About active-active mode VPN gateways

Azure VPN gateways can be configured as active-standby or active-active. This article explains active-active mode gateway configurations and highlights the benefits of using active-active mode.

Why create an active-active gateway?

VPN gateways consist of two instances in an active-standby configuration unless you specify active-active mode. In active-standby mode, during any planned maintenance or unplanned disruption affecting the active instance, the following behavior occurs:

  • S2S and VNet-to-VNet: The standby instance takes over automatically (failover), and resumes the site-to-site (S2S) VPN or VNet-to-VNet connections. This switch over causes a brief interruption. For planned maintenance, connectivity is restored quickly. For unplanned issues, the connection recovery is longer.
  • P2S: For point-to-site (P2S) VPN client connections to the gateway, P2S connections are disconnected. Users need to reconnect from the client machines.

To avoid interruptions, create your gateway in active-active mode, or switch an active-standby gateway to active-active.

Active-active design

In an active-active configuration for a S2S connection, both instances of the gateway VMs establish S2S VPN tunnels to your on-premises VPN device, as shown the following diagram:

Diagram shows an on-premises site with private IP subnets and an on-premises gateway connected to two VPN gateway instances.

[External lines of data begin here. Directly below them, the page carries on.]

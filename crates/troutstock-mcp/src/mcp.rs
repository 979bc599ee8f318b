use std::collections::BTreeMap;
use std::sync::Arc;
use std::time::Duration;

use chrono::NaiveDate;
use rmcp::{
    ServerHandler,
    handler::server::{tool::ToolRouter, wrapper::Parameters},
    model::{ErrorData as McpError, ServerCapabilities, ServerInfo},
    tool, tool_handler, tool_router,
};
use schemars::JsonSchema;
use serde::Deserialize;
use troutstock::utils::{EventFilter, group_by_water_body};
use troutstock::{Cache, CacheStatus, StockingEvent, WebScraper};

pub const RECENT_KEY: &str = "stocking:recent";
pub const BACKFILL_KEY: &str = "stocking:backfill";

const CACHE_TTL_ENV: &str = "TROUTSTOCK_CACHE_TTL_SECS";

pub type EventCache = Cache<Arc<Vec<StockingEvent>>>;

/// One cache for the whole process, TTL taken from `TROUTSTOCK_CACHE_TTL_SECS`
/// when set.
pub fn cache_from_env() -> Arc<EventCache> {
    let ttl = std::env::var(CACHE_TTL_ENV)
        .ok()
        .and_then(|secs| {
            secs.parse::<u64>()
                .inspect_err(|e| log::warn!("Ignoring {CACHE_TTL_ENV}={secs}: {e}"))
                .ok()
        })
        .map(Duration::from_secs)
        .unwrap_or(troutstock::cache::DEFAULT_TTL);

    log::info!("Caching stocking schedules for {:?}", ttl);
    Arc::new(EventCache::new(ttl))
}

fn cache_key(history: bool) -> &'static str {
    if history { BACKFILL_KEY } else { RECENT_KEY }
}

fn parse_date_param(name: &str, value: Option<&str>) -> Result<Option<NaiveDate>, McpError> {
    value
        .map(|v| {
            NaiveDate::parse_from_str(v, "%Y-%m-%d").map_err(|e| {
                McpError::invalid_params(
                    format!("Invalid {name} '{v}', expected YYYY-MM-DD: {e}"),
                    None,
                )
            })
        })
        .transpose()
}

fn to_json<T: serde::Serialize>(value: &T, what: &str) -> Result<String, McpError> {
    serde_json::to_string_pretty(value)
        .inspect_err(|e| log::error!("Serialization error: {e:?}"))
        .map_err(|e| McpError::internal_error(format!("Failed to serialize {what}: {e}"), None))
}

#[derive(Debug, Clone)]
pub struct McpServer {
    scraper: WebScraper,
    cache: Arc<EventCache>,
    tool_router: ToolRouter<Self>,
}

#[tool_router]
impl McpServer {
    pub fn new(cache: Arc<EventCache>) -> Result<Self, anyhow::Error> {
        Ok(Self {
            scraper: WebScraper::new()?,
            cache,
            tool_router: Self::tool_router(),
        })
    }

    /// Cached events for the window, scraping the page on a miss.
    async fn events(&self, history: bool) -> Result<Arc<Vec<StockingEvent>>, McpError> {
        let key = cache_key(history);
        if let Some(events) = self.cache.get(key) {
            return Ok(events);
        }

        let scraped = if history {
            self.scraper.scrape_backfill().await
        } else {
            self.scraper.scrape_recent().await
        };
        let events = scraped
            .inspect_err(|e| log::error!("Failed to scrape stocking schedule: {e}"))
            .map_err(|e| {
                McpError::internal_error(format!("Failed to fetch stocking schedule: {e}"), None)
            })?;

        let events = Arc::new(events);
        self.cache.set(key, Arc::clone(&events));
        Ok(events)
    }

    #[tool(
        name = "list_stocking_events",
        description = "List Virginia trout stocking events from the DWR stocking schedule. Supports filtering by date range (YYYY-MM-DD), county, species, water body, limit and offset. Set `history` to true to search the full history instead of the last 60 days and the coming year."
    )]
    pub async fn list_stocking_events(
        &self,
        Parameters(params): Parameters<ListEventsParams>,
    ) -> Result<String, McpError> {
        let filter = EventFilter {
            start_date: parse_date_param("start_date", params.start_date.as_deref())?,
            end_date: parse_date_param("end_date", params.end_date.as_deref())?,
            county: params.county,
            species: params.species,
            water_body: params.water_body,
            limit: params.limit,
            offset: params.offset,
        }
        .validate()
        .inspect_err(|e| log::error!("Invalid params: {e:?}"))
        .map_err(|e| McpError::invalid_params(e.to_string(), None))?;

        let events = self.events(params.history).await?;
        let events = filter.apply(Vec::clone(&events));
        to_json(&events, "stocking events")
    }

    #[tool(
        name = "group_stocking_by_water_body",
        description = "Stocking events grouped by water body, optionally limited to a date range (YYYY-MM-DD). Set `history` to true to search the full history."
    )]
    pub async fn group_stocking_by_water_body(
        &self,
        Parameters(params): Parameters<GroupParams>,
    ) -> Result<String, McpError> {
        let filter = EventFilter {
            start_date: parse_date_param("start_date", params.start_date.as_deref())?,
            end_date: parse_date_param("end_date", params.end_date.as_deref())?,
            ..Default::default()
        }
        .validate()
        .map_err(|e| McpError::invalid_params(e.to_string(), None))?;

        let events = self.events(params.history).await?;
        let groups = group_by_water_body(&filter.apply(Vec::clone(&events)));
        to_json(&groups, "grouped stocking events")
    }

    #[tool(
        name = "stocking_cache_status",
        description = "Report whether the recent and historical stocking schedules are cached, when they were fetched and when they expire."
    )]
    pub async fn stocking_cache_status(&self) -> Result<String, McpError> {
        let status: BTreeMap<&str, CacheStatus> = [RECENT_KEY, BACKFILL_KEY]
            .into_iter()
            .map(|key| (key, self.cache.status(key)))
            .collect();
        to_json(&status, "cache status")
    }

    #[tool(
        name = "refresh_stocking_cache",
        description = "Drop the cached stocking schedule and fetch it again from the DWR website. Set `history` to true to refresh the full history."
    )]
    pub async fn refresh_stocking_cache(
        &self,
        Parameters(params): Parameters<RefreshParams>,
    ) -> Result<String, McpError> {
        let key = cache_key(params.history);
        self.cache.clear(key);

        let events = self.events(params.history).await?;
        log::info!("Refreshed '{}' with {} events", key, events.len());
        to_json(&self.cache.status(key), "cache status")
    }
}

#[derive(Debug, Clone, Deserialize, JsonSchema)]
pub struct ListEventsParams {
    start_date: Option<String>,
    end_date: Option<String>,
    county: Option<String>,
    species: Option<String>,
    water_body: Option<String>,
    limit: Option<usize>,
    offset: Option<usize>,
    #[serde(default)]
    history: bool,
}

#[derive(Debug, Clone, Deserialize, JsonSchema)]
pub struct GroupParams {
    start_date: Option<String>,
    end_date: Option<String>,
    #[serde(default)]
    history: bool,
}

#[derive(Debug, Clone, Deserialize, JsonSchema)]
pub struct RefreshParams {
    #[serde(default)]
    history: bool,
}

#[tool_handler]
impl ServerHandler for McpServer {
    fn get_info(&self) -> ServerInfo {
        ServerInfo {
            capabilities: ServerCapabilities::builder().enable_tools().build(),
            instructions: Some(include_str!("./instructions.md").to_string()),
            ..Default::default()
        }
    }
}
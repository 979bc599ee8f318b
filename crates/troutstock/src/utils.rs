use std::collections::BTreeMap;

use crate::types::StockingEvent;

use chrono::NaiveDate;

/// Events whose calendar date falls within `start..=end`. Either bound may be
/// left open.
pub fn filter_by_range(
    events: &[StockingEvent],
    start: Option<NaiveDate>,
    end: Option<NaiveDate>,
) -> Vec<StockingEvent> {
    events
        .iter()
        .filter(|e| {
            let date = e.date.date_naive();
            start.is_none_or(|start| date >= start) && end.is_none_or(|end| date <= end)
        })
        .cloned()
        .collect()
}

/// Events keyed by water body, each list kept in input order.
pub fn group_by_water_body(events: &[StockingEvent]) -> BTreeMap<String, Vec<StockingEvent>> {
    let mut groups: BTreeMap<String, Vec<StockingEvent>> = BTreeMap::new();
    for event in events {
        groups
            .entry(event.water_body.clone())
            .or_default()
            .push(event.clone());
    }
    groups
}

#[derive(Debug, thiserror::Error, PartialEq, Eq)]
pub enum FilterError {
    #[error("Start date ({start}) cannot be after end date ({end})")]
    InvertedRange { start: NaiveDate, end: NaiveDate },
    #[error("Offset must be greater than 0")]
    ZeroOffset,
    #[error("Limit must be greater than 0")]
    ZeroLimit,
}

#[derive(Debug, Default)]
pub struct EventFilter {
    pub start_date: Option<NaiveDate>,
    pub end_date: Option<NaiveDate>,
    pub county: Option<String>,
    pub species: Option<String>,
    pub water_body: Option<String>,
    pub limit: Option<usize>,
    pub offset: Option<usize>,
}

fn contains_ignore_case(haystack: &str, needle: &str) -> bool {
    haystack.to_lowercase().contains(&needle.to_lowercase())
}

impl EventFilter {
    pub fn apply(self, events: Vec<StockingEvent>) -> Vec<StockingEvent> {
        let mut events = if self.start_date.is_some() || self.end_date.is_some() {
            filter_by_range(&events, self.start_date, self.end_date)
        } else {
            events
        };

        if let Some(county) = &self.county {
            events.retain(|e| e.county.eq_ignore_ascii_case(county.trim()));
        }
        if let Some(species) = &self.species {
            events.retain(|e| contains_ignore_case(&e.species, species.trim()));
        }
        if let Some(water_body) = &self.water_body {
            events.retain(|e| contains_ignore_case(&e.water_body, water_body.trim()));
        }
        if let Some(off) = self.offset {
            events = events.into_iter().skip(off).collect();
        }
        if let Some(lim) = self.limit {
            events.truncate(lim);
        }
        events
    }

    pub fn validate(self) -> Result<Self, FilterError> {
        if let Some(start) = self.start_date
            && let Some(end) = self.end_date
            && start > end
        {
            return Err(FilterError::InvertedRange { start, end });
        }
        if self.offset.is_some_and(|o| o == 0) {
            return Err(FilterError::ZeroOffset);
        }
        if self.limit.is_some_and(|l| l == 0) {
            return Err(FilterError::ZeroLimit);
        }
        Ok(self)
    }
}

#[derive(Debug)]
pub struct StockingStats {
    pub events: usize,
    pub water_bodies: usize,
    pub counties: usize,
    pub by_species: BTreeMap<String, usize>,
}

impl StockingStats {
    pub fn from_events(events: &[StockingEvent]) -> StockingStats {
        let mut by_species = BTreeMap::new();
        for species in events.iter().flat_map(|e| e.species.split(" + ")) {
            *by_species.entry(species.to_string()).or_insert(0) += 1;
        }

        StockingStats {
            events: events.len(),
            water_bodies: group_by_water_body(events).len(),
            counties: events
                .iter()
                .map(|e| e.county.as_str())
                .collect::<std::collections::BTreeSet<_>>()
                .len(),
            by_species,
        }
    }
}

impl std::fmt::Display for StockingStats {
    fn fmt(&self, f: &mut std::fmt::Formatter<'_>) -> std::fmt::Result {
        writeln!(f, "\nStatistics:")?;
        writeln!(f, "  Stocking events: {}", self.events)?;
        writeln!(f, "  Water bodies:    {}", self.water_bodies)?;
        writeln!(f, "  Counties:        {}", self.counties)?;
        for (species, count) in &self.by_species {
            writeln!(f, "  {:<16} {}", format!("{}:", species), count)?;
        }
        Ok(())
    }
}
use crate::extract::locate_events;
use crate::table::{TableBackend, TableSource};
use crate::types::{DateRange, StockingEvent};

use chrono::Local;
use reqwest::Client;
use std::sync::Arc;
use std::time::Duration;

// The schedule page serves a stripped-down page to non-browser agents.
const DESKTOP_USER_AGENT: &str = "Mozilla/5.0 (Windows NT 10.0; Win64; x64) AppleWebKit/537.36 \
     (KHTML, like Gecko) Chrome/124.0.0.0 Safari/537.36";

#[derive(Debug, thiserror::Error)]
pub enum ScraperError {
    #[error("HTTP request failed: {0}")]
    HttpError(#[from] reqwest::Error),
}

#[derive(Debug, Clone)]
pub struct ScraperConfig {
    pub url: String,
    pub user_agent: String,
    pub timeout: Duration,
    pub backend: TableBackend,
}

impl Default for ScraperConfig {
    fn default() -> Self {
        Self {
            url: crate::SCHEDULE_URL.to_string(),
            user_agent: DESKTOP_USER_AGENT.to_string(),
            timeout: Duration::from_secs(30),
            backend: TableBackend::default(),
        }
    }
}

#[derive(Debug, Clone)]
pub struct WebScraper {
    client: Client,
    url: String,
    tables: Arc<dyn TableSource>,
}

impl WebScraper {
    pub fn new() -> Result<Self, ScraperError> {
        Self::with_config(ScraperConfig::default())
    }

    pub fn with_config(config: ScraperConfig) -> Result<Self, ScraperError> {
        let client = Client::builder()
            .timeout(config.timeout)
            .user_agent(config.user_agent)
            .build()?;

        Ok(Self {
            client,
            url: config.url,
            tables: config.backend.source(),
        })
    }

    /// Fetches the schedule and extracts its stocking events.
    ///
    /// A ranged request that fails is retried once without the range. Only a
    /// failure to fetch the page at all is an error; a page without a usable
    /// table yields an empty list.
    pub async fn scrape(
        &self,
        range: Option<DateRange>,
    ) -> Result<Vec<StockingEvent>, ScraperError> {
        let html = match range {
            Some(range) => {
                let url = self.ranged_url(&range);
                log::info!(
                    "Fetching stocking schedule from {} to {}...",
                    range.start(),
                    range.end()
                );
                match self.get_html(&url).await {
                    Ok(html) => html,
                    Err(e) => {
                        log::warn!("Ranged request failed ({}), retrying without a range", e);
                        self.get_html(&self.url).await?
                    }
                }
            }
            None => {
                log::info!("Fetching stocking schedule...");
                self.get_html(&self.url).await?
            }
        };

        Ok(self.scrape_html(&html))
    }

    /// Recent corrections and upcoming stockings, see [`DateRange::recent`].
    pub async fn scrape_recent(&self) -> Result<Vec<StockingEvent>, ScraperError> {
        self.scrape(Some(DateRange::recent(Local::now().date_naive())))
            .await
    }

    /// Everything the page will return, see [`DateRange::backfill`].
    pub async fn scrape_backfill(&self) -> Result<Vec<StockingEvent>, ScraperError> {
        self.scrape(Some(DateRange::backfill(Local::now().date_naive())))
            .await
    }

    /// Extracts events from an already fetched schedule page.
    pub fn scrape_html(&self, html: &str) -> Vec<StockingEvent> {
        let tables = self.tables.tables(html);
        log::debug!("Found {} table(s) using {:?}", tables.len(), self.tables);
        locate_events(&tables)
    }

    fn ranged_url(&self, range: &DateRange) -> String {
        let separator = if self.url.contains('?') { '&' } else { '?' };
        format!("{}{}{}", self.url, separator, range.query_string())
    }

    async fn get_html(&self, url: &str) -> Result<String, ScraperError> {
        Ok(self
            .client
            .get(url)
            .send()
            .await
            .inspect_err(|e| log::error!("HTTP error: {e:?}"))?
            .error_for_status()?
            .text()
            .await
            .inspect_err(|e| log::error!("Decode error: {e:?}"))?)
    }
}

#[cfg(test)]
mod tests {
    use super::*;
    use chrono::NaiveDate;

    fn scraper(url: &str, backend: TableBackend) -> WebScraper {
        WebScraper::with_config(ScraperConfig {
            url: url.to_string(),
            backend,
            ..Default::default()
        })
        .expect("client")
    }

    #[test]
    fn test_ranged_url() {
        let range = DateRange::new(
            NaiveDate::from_ymd_opt(2024, 1, 1).unwrap(),
            NaiveDate::from_ymd_opt(2024, 12, 31).unwrap(),
        )
        .unwrap();

        let plain = scraper("https://example.org/schedule/", TableBackend::Dom);
        assert_eq!(
            plain.ranged_url(&range),
            "https://example.org/schedule/?start_date=January+1%2C+2024&end_date=December+31%2C+2024"
        );

        let with_query = scraper("https://example.org/schedule/?view=list", TableBackend::Dom);
        assert!(
            with_query
                .ranged_url(&range)
                .starts_with("https://example.org/schedule/?view=list&start_date=")
        );
    }

    #[test]
    fn test_scrape_html_with_either_backend() {
        let html = r#"
            <table>
              <tr><th>Date</th><th>Water Body</th><th>County</th><th>Species</th></tr>
              <tr><td>June 1, 2024</td><td>Smith Creek</td><td>Bath</td><td>Rainbow Trout</td></tr>
            </table>
        "#;

        for backend in [TableBackend::Dom, TableBackend::Regex] {
            let events = scraper("https://example.org/", backend).scrape_html(html);
            assert_eq!(events.len(), 1, "backend {:?}", backend);
            assert_eq!(events[0].county, "Bath");
        }
    }

    #[test]
    fn test_scrape_html_without_tables_is_empty() {
        let events = scraper("https://example.org/", TableBackend::Dom)
            .scrape_html("<html><body><p>Maintenance</p></body></html>");
        assert!(events.is_empty());
    }
}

In this configuration, each Azure gateway instance has a unique public IP address, and each will establish an IPsec/IKE S2S VPN tunnel to the on-premises VPN device. Both tunnels are part of the same connection. Configure your on-premises VPN device to accept two S2S VPN tunnels, one for each gateway instance. P2S connections to gateways in active-active mode require no additional configuration.

In an active-active configuration, Azure routes traffic from your virtual network to your on-premises network through both tunnels simultaneously, even if your on-premises VPN device might favor one tunnel over the other. For a single TCP or UDP flow, Azure attempts to use the same tunnel when sending packets to your on-premises network. However, your on-premises network might use a different tunnel to send packets back to Azure.

When a planned maintenance or unplanned event happens to one gateway instance, the IPsec tunnel from that instance to your on-premises VPN device will be disconnected. The corresponding routes on your VPN devices should be removed or withdrawn automatically so that the traffic will be switched over to the other active IPsec tunnel. On the Azure side, the switch over will happen automatically from the affected instance to the other active instance.

Note

For S2S connections with an active-active mode VPN gateway, ensure tunnels are established to each gateway VM instance. If you establish a tunnel to only one gateway VM instance, the connection will go down during maintenance. If your VPN device doesn't support this setup, configure your gateway for active-standby mode instead.

Dual-redundancy active-active design

The most reliable design option is to combine the active-active gateways on both your network and Azure, as shown in the following diagram.

Diagram shows a Dual Redundancy scenario.

In this configuration, you create and set up the Azure VPN gateway in active-active mode. You create two local network gateways and two connections for your two on-premises VPN devices. The result is a full mesh connectivity of four IPsec tunnels between your Azure virtual network and your on-premises network.

All gateways and tunnels are active from the Azure side, so the traffic is spread among all four tunnels simultaneously, although each TCP or UDP flow will follow the same tunnel or path from the Azure side. Even though by spreading the traffic, you might see slightly better throughput over the IPsec tunnels, the primary goal of this configuration is for high availability. And due to the statistical nature of the spreading, it's difficult to provide the measurement on how different application traffic conditions affect the aggregate throughput.

This topology requires two local network gateways and two connections to support the pair of on-premises VPN devices. For more information, see About highly available connectivity.

Configure an active-active gateway

You can configure an active-active gateway using the Azure portal, PowerShell, or CLI. You can also change an active-standby gateway to active-active mode. For steps, see Change a gateway to active-active.

An active-active gateway has slightly different configuration requirements than an active-standby gateway.

  • You can't configure an active-active gateway using the Basic gateway SKU.
  • The VPN must be route based. It can't be policy based.
  • Two public IP addresses are required. Both must be Standard SKU public IP addresses that are assigned as Static.
  • An active-active gateway configuration costs the same as an active-standby configuration. However, active-active configurations require two public IP addresses instead of one. See IP Address pricing.

Reset an active-active gateway

If you need to reset an active-active gateway, you can reset both instances using the portal. You can also use PowerShell or CLI to reset each gateway instance separately using instance VIPs. See Reset a connection or a gateway.